This way, the patient's circumference is approximately 3 pi times of the torso depth. Then, we used the sensor to measure the strength of the magnetic field emitted by a commercially available magnet or another metallic object at several distances, from 0.5 cm to 12 cm. The objects consisted of a standard coin (nickel), a button battery (LR44 1.5V Button Coin Cell Battery, Guangzhou city lichengbei battery Technology Co., Ltd.), a non-magnetic steel ball (Magnetic Sculpture Magnet Building Blocks, HM-CIDIAOSUBALL—LiKee), 6 mm, 8 mm, 10 mm Nickel magnets (Nickel Brushed Refrigerator Magnets, GBYMIUY), a Neodymium square magnet (Magnet Square—0.25″, COM-08643-Sparkfun Electronics), a Neodymium disc magnet (Powerful N52 Rare Earth Magnets—1.26 inch×⅛ inch, 12P-LOVIMAG), a 6 mm Ferrite magnet (Ferrite Refrigerators Magnet 6×2, XXCT-0803-35—Deryun), and a buckyball (Buckyballs Magnets 216 pcs, BB216—Magpole Technology Co. Ltd.). At each distance for each object, 5 scanning trials were performed.

To test the feasibility and utility of the heatmap, 3 representative scenarios were tested—a nonmagnetic radiopaque object, a magnetic radiopaque object and 2 magnetic radiopaque objects. Instead of an x-ray, an image was taken of the setup, which is representative of what might be seen on an x-ray since all of the objects are radiopaque.

To test the feasibility of the heatmap to X-Ray registration, heatmaps were generated based on each test scenario, and a camera image was used to replace the X-Ray image in this new pipeline.

We found that our sensors reliably detect magnets within at least 12 centimeters of the magnet. By the aforementioned calculation, this distance is greater than the torso depth of the vast majority of pediatric patients. We can cover at least 90% for patients 0-18 years old, and at least 95% for patients 0-14 years old.

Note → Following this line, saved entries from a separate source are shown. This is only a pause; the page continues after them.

//! HTTP surface of the Seerr discovery engine.
//!
//! Everything is mounted under `/discovery`; see [`routes`] for the table.

pub mod dto;
pub mod handlers;
pub mod infra;
pub mod routes;

use axum::{Router, http::Method};
use tower_http::{
    cors::{Any, CorsLayer},
    trace::TraceLayer,
};

pub use infra::app_state::AppState;
pub use infra::errors::{AppError, AppResult};

/// Build the application router with its middleware stack.
pub fn create_app(state: AppState) -> Router {
    // The browser engine runs on the media server's origin, not ours.
    let cors_layer = CorsLayer::new()
        .allow_origin(Any)
        .allow_methods([Method::GET])
        .allow_headers(Any);

    Router::new()
        .nest("/discovery", routes::create_discovery_router())
        .layer(cors_layer)
        .layer(TraceLayer::new_for_http())
        .with_state(state)
}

The heatmap generation was successful in all three setups (FIG. 5). With the 2 setups consisting of a single object, the heatmap clearly shows which radiopaque objects are magnetic. This utility is further shown in the scenario with 2 objects, and also shows that the current array has at least enough resolution to distinguish between magnets 2 inches apart.

The heatmap to registration algorithm was successful (FIG. 4). After obtaining the heatmap from the device and getting the X-ray scan, a clinician would manually select the areas corresponding to the weak magnetic markers in each modality. Once the markers have been selected, an overlay of the heatmap onto the X-ray will be generated in the last image, which shows precisely which radiopaque objects are magnetic.

FIG. 5 shows a heatmap of three key scenarios: a non-magnetic metallic object, a magnetic object, and 2 magnetic objects versus a camera image according to examples of the present disclosure.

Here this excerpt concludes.